- Born: 1966 (age 58–59) Meadow Lake, Saskatchewan, Canada
- Spouse: Alison Calder
- Awards: Drainie-Taylor Biography Prize

Academic background
- Alma mater: University of Saskatchewan (BA); University of Toronto (MA, PhD);

Academic work
- Discipline: English literature
- Institutions: University of Manitoba

= Warren Cariou =

Canadian writer and academic

Warren Cariou is a Canadian writer and associate professor of English at the University of Manitoba.

== Biography ==

Cariou received a B.A. (Hons) from the University of Saskatchewan and an MA and PhD from the University of Toronto (1998). In 1999 he published a book of short stories, The Exalted Company of Roadside Martyrs, with Coteau Books. This was followed up in 2002 with his memoir Lake of the Prairies, which gained him a wider audience. It won the 2002 Drainie-Taylor Biography Prize and was shortlisted for the 2004 Charles Taylor Prize. In 2005 Cariou served on the jury for the prestigious Scotiabank Giller Prize.

Cariou was one of three featured authors in Coming Attractions '95, and has had short stories appear in Stag Line: Stories by Men and Due West, both published by Coteau Books. As well, his fiction was awarded a CBC Literary Competition Prize in 1991.

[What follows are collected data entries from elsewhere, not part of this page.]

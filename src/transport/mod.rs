//! # Transport Module
//!
//! HID transport to the tablet's interrupt endpoint.
//!
//! This module handles:
//! - Locating the vendor pen interface of a connected tablet
//! - Opening the hidraw node and streaming interrupt reports from it
//! - Classifying read failures into benign termination vs. transient faults

pub mod source;

use std::ffi::CString;

use hidapi::{HidApi, HidDevice, HidError};
use tracing::debug;

use crate::error::{Result, TabletBridgeError};
use self::source::{Completion, ReportSource};

/// Usage page of the digitizer interface carrying pen reports.
pub const PEN_USAGE_PAGE: u16 = 0x000D;

/// Default poll window for one read, in milliseconds. Short enough that a
/// stop request is observed promptly while the pen is idle.
pub const DEFAULT_POLL_TIMEOUT_MS: i32 = 5;

/// Default pause after a transient read fault before the next submission.
pub const DEFAULT_FAULT_BACKOFF_MS: u64 = 100;

/// Identity of the pen interface of one attached tablet.
#[derive(Debug, Clone)]
pub struct PenInterface {
    /// Platform path used to open the hidraw node.
    pub path: CString,
    /// Physical path string advertised alongside the logical device.
    pub phys: String,
    pub vendor_id: u16,
    pub product_id: u16,
    /// Product string reported by the device, if any.
    pub product: String,
}

/// Locate the pen interface of a device identified by vendor/product id.
///
/// The tablet exposes several HID interfaces (mouse and keyboard emulation
/// next to the digitizer). A supported device carries exactly one digitizer
/// interface; anything else is rejected as unsupported rather than opened
/// speculatively.
///
/// # Errors
///
/// - `DeviceNotFound` if no interface matches the ids
/// - `Unsupported` if the matching device has no pen interface, or more
///   than one
pub fn find_pen_interface(api: &HidApi, vendor_id: u16, product_id: u16) -> Result<PenInterface> {
    let mut present = false;
    let mut pens = Vec::new();

    for info in api.device_list() {
        if info.vendor_id() != vendor_id || info.product_id() != product_id {
            continue;
        }
        present = true;
        debug!(
            "candidate interface {} (usage page 0x{:04x}) at {:?}",
            info.interface_number(),
            info.usage_page(),
            info.path()
        );
        if info.usage_page() == PEN_USAGE_PAGE {
            pens.push(info);
        }
    }

    if !present {
        return Err(TabletBridgeError::DeviceNotFound);
    }

    match pens.as_slice() {
        [info] => {
            let path = info.path().to_owned();
            Ok(PenInterface {
                phys: format!("{}/input0", path.to_string_lossy()),
                path,
                vendor_id,
                product_id,
                product: info.product_string().unwrap_or("unknown tablet").to_string(),
            })
        }
        [] => Err(TabletBridgeError::Unsupported(format!(
            "{:04x}:{:04x} exposes no pen interface",
            vendor_id, product_id
        ))),
        several => Err(TabletBridgeError::Unsupported(format!(
            "{:04x}:{:04x} exposes {} pen interfaces, expected exactly one",
            vendor_id,
            product_id,
            several.len()
        ))),
    }
}

/// Classify a HID read failure into a completion status.
///
/// hidapi surfaces the underlying cause only as text, so classification
/// matches on the platform error strings for a detached device.
pub fn classify_read_error(error: &HidError) -> Completion {
    let message = error.to_string();
    let lower = message.to_lowercase();

    if lower.contains("no such device") || lower.contains("disconnect") {
        Completion::Gone
    } else if lower.contains("reset") {
        Completion::Reset
    } else {
        Completion::Fault(message)
    }
}

/// [`ReportSource`] implementation over a hidraw device handle.
pub struct HidReportSource {
    device: HidDevice,
    poll_timeout_ms: i32,
}

impl HidReportSource {
    /// Open the pen interface for streaming.
    ///
    /// # Arguments
    ///
    /// * `api` - Shared hidapi context
    /// * `interface` - Pen interface located by [`find_pen_interface`]
    /// * `poll_timeout_ms` - Poll window for each read
    ///
    /// # Errors
    ///
    /// Returns `Transport` if the hidraw node cannot be opened (typically a
    /// permission problem on `/dev/hidraw*`).
    pub fn open(api: &HidApi, interface: &PenInterface, poll_timeout_ms: i32) -> Result<Self> {
        let device = api.open_path(&interface.path)?;
        Ok(Self {
            device,
            poll_timeout_ms,
        })
    }
}

impl std::fmt::Debug for HidReportSource {
    fn fmt(&self, f: &mut std::fmt::Formatter<'_>) -> std::fmt::Result {
        f.debug_struct("HidReportSource")
            .field("poll_timeout_ms", &self.poll_timeout_ms)
            .finish_non_exhaustive()
    }
}

impl ReportSource for HidReportSource {
    fn arm(&mut self) -> Result<()> {
        // Blocking mode pairs with the per-read timeout below; failure here
        // means the handle is already unusable.
        self.device.set_blocking_mode(true)?;
        Ok(())
    }

    fn next_completion(&mut self, buf: &mut [u8]) -> Completion {
        match self.device.read_timeout(buf, self.poll_timeout_ms) {
            Ok(0) => Completion::Empty,
            Ok(len) => Completion::Report(len),
            Err(e) => classify_read_error(&e),
        }
    }
}

#[cfg(test)]
mod tests {
    use super::*;

    fn hid_error(message: &str) -> HidError {
        HidError::HidApiError {
            message: message.to_string(),
        }
    }

    #[test]
    fn test_classify_device_gone() {
        assert_eq!(
            classify_read_error(&hid_error("hid_read: No such device")),
            Completion::Gone
        );
        assert_eq!(
            classify_read_error(&hid_error("device disconnected")),
            Completion::Gone
        );
    }

    #[test]
    fn test_classify_connection_reset() {
        assert_eq!(
            classify_read_error(&hid_error("Connection reset by peer")),
            Completion::Reset
        );
    }

    #[test]
    fn test_classify_other_faults() {
        let completion = classify_read_error(&hid_error("Input/output error"));
        match completion {
            Completion::Fault(message) => assert!(message.contains("Input/output")),
            other => panic!("expected fault, got {:?}", other),
        }
    }

    #[test]
    fn test_pen_usage_page_is_digitizer() {
        // HID usage table: 0x0D = Digitizers.
        assert_eq!(PEN_USAGE_PAGE, 0x000D);
    }

    #[test]
    fn test_default_poll_window() {
        assert_eq!(DEFAULT_POLL_TIMEOUT_MS, 5);
        assert_eq!(DEFAULT_FAULT_BACKOFF_MS, 100);
    }
}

He grew up on a farm near Meadow Lake, Saskatchewan, a place he describes in Lake of the Prairies. He has worked as a construction labourer, a technical writer and a political advisor. He holds a Ph.D. in English from the University of Toronto and now teaches Aboriginal Literature at the University of Manitoba. He is currently working on a novel entitled Exhaust. Cariou is married to the poet and literature professor Alison Calder. Cariou is also the director of the Centre for Creative Writing and Oral Culture and is also an activist for the Protection of Indigenous Oralities.

==Honours==
- 2002 Drainie-Taylor Biography Prize
- 2005 Greifswald Canadian Studies Fellow in Residence, University of Greifswald, Germany

==Works==
- with W'Daub Awae, Kateri Akiwenzie-Damm, Daniel Heath Justice, Lesley Belleau: Speaking True: A Kegedonce Press Anthology. Kegedonce, 2006 ISBN 0978499859Book

=== Books ===

- Exalted Company of Roadside Martyrs.
- Lake of the Prairies: A Story of Belonging. This book won the Drainie-Taylor Prize.

=== Films ===

- Documentary: Overburden by Neil McArthur and Warren Cariou. Released 2009-01-03.
- Documentary: Land of Oil and Water by Neil McArthur and Warren Cariou. 2009-01-01.

=== Photography (Petrography) ===

- In 2013 Cariou wrote and created documentaries Overburdened and Land of Oil and Water with Neil McArthur about the highly destructive production of tar sands impacting the Indigenous communities of Saskatchewan and Alberta. Cariou then decided to begin using the toxic material to create photographs he has named petrography.
- He began experimenting with the new medium with assistance from Dr. Dusan Stulik, a senior research scientist at the Getty Conservation Institute.
- Cariou uses a specific medium of petroleum and sunlight in his photography “Petrography is literally petroleum-photography:  the creation of images through the interaction of sunlight and the heavy petroleum product known as bitumen, which is the main source of the vast supplies of oil in Canada’s Athabasca tar sands region”.